I defined YQuadrant the same way. Then I defined QuadrantSize to be 1250. If, in the future, I want to use this Job to multiply different size matrices (or using different size quadrants), I can change these values on submission.
After telling it where to put the result file, I defined the command line:

Notice all of the variables on the command-line: the file name of the input file (used twice), the output file name, the quadrants (x and y), and the quadrant size.
Then I clicked "Submit!"
The whole job definition process took about 10 minutes or so. And the job took 13.5 minutes to run--nearly a 4.5x speedup!

Here's an aside: With about 10 machines on the network, I wondered why I was only seeing less than a 5x speedup. I looked at the task times, and I realized that my five slowest machines were so much slower than the others that they were actually holding things up. I resubmitted my job; this time, I broke it into 64 pieces (this was really easy; I just had to go through the wizard again, changing my quadrant size and step sizes to 625. Piece of cake!)
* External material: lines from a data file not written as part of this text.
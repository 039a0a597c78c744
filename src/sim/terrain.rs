//! Procedural slope generation
//!
//! The slope is a sliding window of evenly spaced height samples. New points
//! are appended at the downhill end as the player advances and old points are
//! dropped behind the camera. Heights come from four stacked sine octaves, with
//! triangular ramp kickers injected at random intervals.

use std::cell::Cell;
use std::collections::VecDeque;

use rand::Rng;
use serde::{Deserialize, Serialize};

use super::state::SimRng;
use crate::tuning::TerrainTuning;

/// A single terrain sample
#[derive(Debug, Clone, Copy, PartialEq, Serialize, Deserialize)]
pub struct TerrainPoint {
    pub x: f32,
    pub y: f32,
}

/// Horizontal span where the profile is raised into a jump ramp
#[derive(Debug, Clone, Copy, PartialEq, Serialize, Deserialize)]
pub struct RampZone {
    pub start: f32,
    pub end: f32,
}

impl RampZone {
    /// True if `x` lies within the zone widened by `buffer` on both sides
    #[inline]
    pub fn contains(&self, x: f32, buffer: f32) -> bool {
        x >= self.start - buffer && x <= self.end + buffer
    }
}

/// Windowed heightfield generator
#[derive(Debug, Clone)]
pub struct TerrainGenerator {
    pub tuning: TerrainTuning,
    points: VecDeque<TerrainPoint>,
    ramps: Vec<RampZone>,
    /// Phase offset shared by every octave, fixed for the run
    phase: f32,
    /// x of the next point to append
    next_x: f32,
    /// Where the next ramp begins
    next_ramp_start: f32,
    /// Segment index resolved by the previous `height_at` query
    cursor: Cell<Option<usize>>,
    rng: SimRng,
}

impl TerrainGenerator {
    /// Create a generator whose first point sits `trailing_margin` behind `start_x`
    pub fn new(tuning: TerrainTuning, start_x: f32, mut rng: SimRng) -> Self {
        let phase = if tuning.max_phase > 0.0 {
            rng.random_range(0.0..tuning.max_phase)
        } else {
            0.0
        };
        let next_ramp_start = start_x + Self::draw_gap(&tuning, &mut rng);
        let first_x = start_x - tuning.trailing_margin;

        let mut terrain = Self {
            tuning,
            points: VecDeque::new(),
            ramps: Vec::new(),
            phase,
            next_x: first_x,
            next_ramp_start,
            cursor: Cell::new(None),
            rng,
        };
        terrain.extend_window(start_x);
        terrain
    }

    fn draw_gap(tuning: &TerrainTuning, rng: &mut SimRng) -> f32 {
        if tuning.ramp_max_gap > tuning.ramp_min_gap {
            rng.random_range(tuning.ramp_min_gap..=tuning.ramp_max_gap)
        } else {
            tuning.ramp_min_gap
        }
    }

    /// Smooth hill profile without ramps
    pub fn base_height(&self, x: f32) -> f32 {
        let shifted = x + self.phase;
        let swell: f32 = self
            .tuning
            .octaves
            .iter()
            .map(|o| (shifted * o.frequency).sin() * o.amplitude)
            .sum();
        self.tuning.baseline_y - swell
    }

    /// Upward ramp offset at `x` (0 outside any ramp)
    fn ramp_lift(&self, x: f32) -> f32 {
        self.ramps
            .iter()
            .find(|r| x >= r.start && x < r.end)
            .map(|r| (x - r.start) / (r.end - r.start) * self.tuning.ramp_height)
            .unwrap_or(0.0)
    }

    fn append_point(&mut self) {
        let x = self.next_x;

        if x >= self.next_ramp_start {
            let zone = RampZone {
                start: self.next_ramp_start,
                end: self.next_ramp_start + self.tuning.ramp_width,
            };
            log::debug!("Ramp injected at {:.0}..{:.0}", zone.start, zone.end);
            self.ramps.push(zone);
            self.next_ramp_start = zone.end + Self::draw_gap(&self.tuning, &mut self.rng);
        }

        let y = self.base_height(x) - self.ramp_lift(x);
        self.points.push_back(TerrainPoint { x, y });
        self.next_x = x + self.tuning.segment_width;
    }

    /// Append points until the frontier is past `target_x + lookahead_margin`
    pub fn extend_window(&mut self, target_x: f32) {
        self.ensure_generated(target_x + self.tuning.lookahead_margin);
    }

    /// Append points until the frontier is strictly past `x`
    ///
    /// Ramp zones are only known once generation reaches them, so anything
    /// that needs to avoid ramps at `x` must call this first.
    pub fn ensure_generated(&mut self, x: f32) {
        while self.points.len() < 2 || self.frontier() <= x {
            self.append_point();
        }
    }

    /// Drop points (and ramps) more than `trailing_margin` behind `camera_x`
    pub fn trim_window(&mut self, camera_x: f32) {
        let edge = camera_x - self.tuning.trailing_margin;
        let mut dropped = 0;
        while self.points.len() > 2 && self.points.front().is_some_and(|p| p.x < edge) {
            self.points.pop_front();
            dropped += 1;
        }
        if dropped > 0 {
            self.cursor.set(None);
        }
        self.ramps.retain(|r| r.end >= edge);
    }

    /// x of the newest point
    pub fn frontier(&self) -> f32 {
        self.points.back().map(|p| p.x).unwrap_or(f32::NEG_INFINITY)
    }

    pub fn points(&self) -> &VecDeque<TerrainPoint> {
        &self.points
    }

    /// Ramp zones still inside the window
    pub fn ramps(&self) -> &[RampZone] {
        &self.ramps
    }

    /// True if `x` is inside any active ramp zone widened by `buffer`
    pub fn in_ramp_zone(&self, x: f32, buffer: f32) -> bool {
        self.ramps.iter().any(|r| r.contains(x, buffer))
    }

    /// Find `i` with `points[i].x <= x <= points[i + 1].x`
    ///
    /// Queries mostly move forward, so walk on from the previous answer and
    /// only binary search when there is no usable cursor.
    fn segment_index(&self, x: f32) -> usize {
        let last = self.points.len() - 2;
        let start = match self.cursor.get() {
            Some(i) if i <= last && self.points[i].x <= x => i,
            _ => self.points.partition_point(|p| p.x <= x).saturating_sub(1).min(last),
        };

        let mut i = start;
        while i < last && self.points[i + 1].x < x {
            i += 1;
        }
        self.cursor.set(Some(i));
        i
    }

    /// Interpolated ground height at `x`; clamps to the edge values outside the window
    pub fn height_at(&self, x: f32) -> f32 {
        if self.points.len() < 2 {
            return self.tuning.baseline_y;
        }
        let (first, last) = match (self.points.front(), self.points.back()) {
            (Some(first), Some(last)) => (*first, *last),
            _ => return self.tuning.baseline_y,
        };
        if x <= first.x {
            return first.y;
        }
        if x >= last.x {
            return last.y;
        }

        let i = self.segment_index(x);
        let a = self.points[i];
        let b = self.points[i + 1];
        let t = (x - a.x) / (b.x - a.x);
        a.y + (b.y - a.y) * t
    }

    /// Local slope in degrees from a centred finite difference
    ///
    /// Positive angles descend to the right (screen y grows downward).
    pub fn slope_angle_at(&self, x: f32) -> f32 {
        let d = self.tuning.slope_sample_distance;
        // Behind first: the segment cursor only walks forward
        let behind = self.height_at(x - d);
        let ahead = self.height_at(x + d);
        let dy = ahead - behind;
        dy.atan2(2.0 * d).to_degrees()
    }
}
And the results were good: it knocked 3 minutes off my run time, bringing it down to 10.5 minutes. By giving finer-grained work to the Digipede Network, I allowed its CPU load balancing to work most efficiently. My grid did 60 minutes of work in 10 minutes; that's a 6x speedup. Considering that I have 4 fast machines and 5 slow machines (much slower than my "control" machine), the 6x speedup was just about optimal for this problem.
[Update 2007-10-17]: We're doing some testing right now, and we've just added two eight-way boxes to our test grid; today it is 14 machines with a total of 35 cores. I just re-ran this test and it took two minutes and 19 seconds. Yum!
Matrix multiplication should be easy to parallelise, but it's a whole new game when you talk about matrix inversion, and probably other useful matrix operations such as a Cholesky decomposition. Here's a link to an example of matrix operations over multiple computers not working to plan!
ReplyDeletehttp://www.vislab.uq.edu.au/research/gridmathematica/gridmathematica.html
Yep - not every problem can be broken up at all; some things just run on one machine. And, almost always, problems can't necessarily be broken up into zillions of pieces. As you continue to break the problem up into smaller pieces, you incur more overhead--if your problem isn't "big" enough, there's no reason to break it into smaller pieces. The other added consideration is bandwidth. In the example cited in that page, there is considerable communication between the nodes, so increasing the number of nodes increased traffic (and eventually swamped the network). As you can read in a recent post of mine, sometimes problems are only distributable on a higher bandwidth connection.
ReplyDeleteThe lesson from both of these issues is that distributed computing is not a panacea for "make everything run faster." It has certain applications for which it is perfect; it has many other applications for which it is a great (but perhaps not quite perfect) tool. And there are still other applications for which it doesn't yet make sense.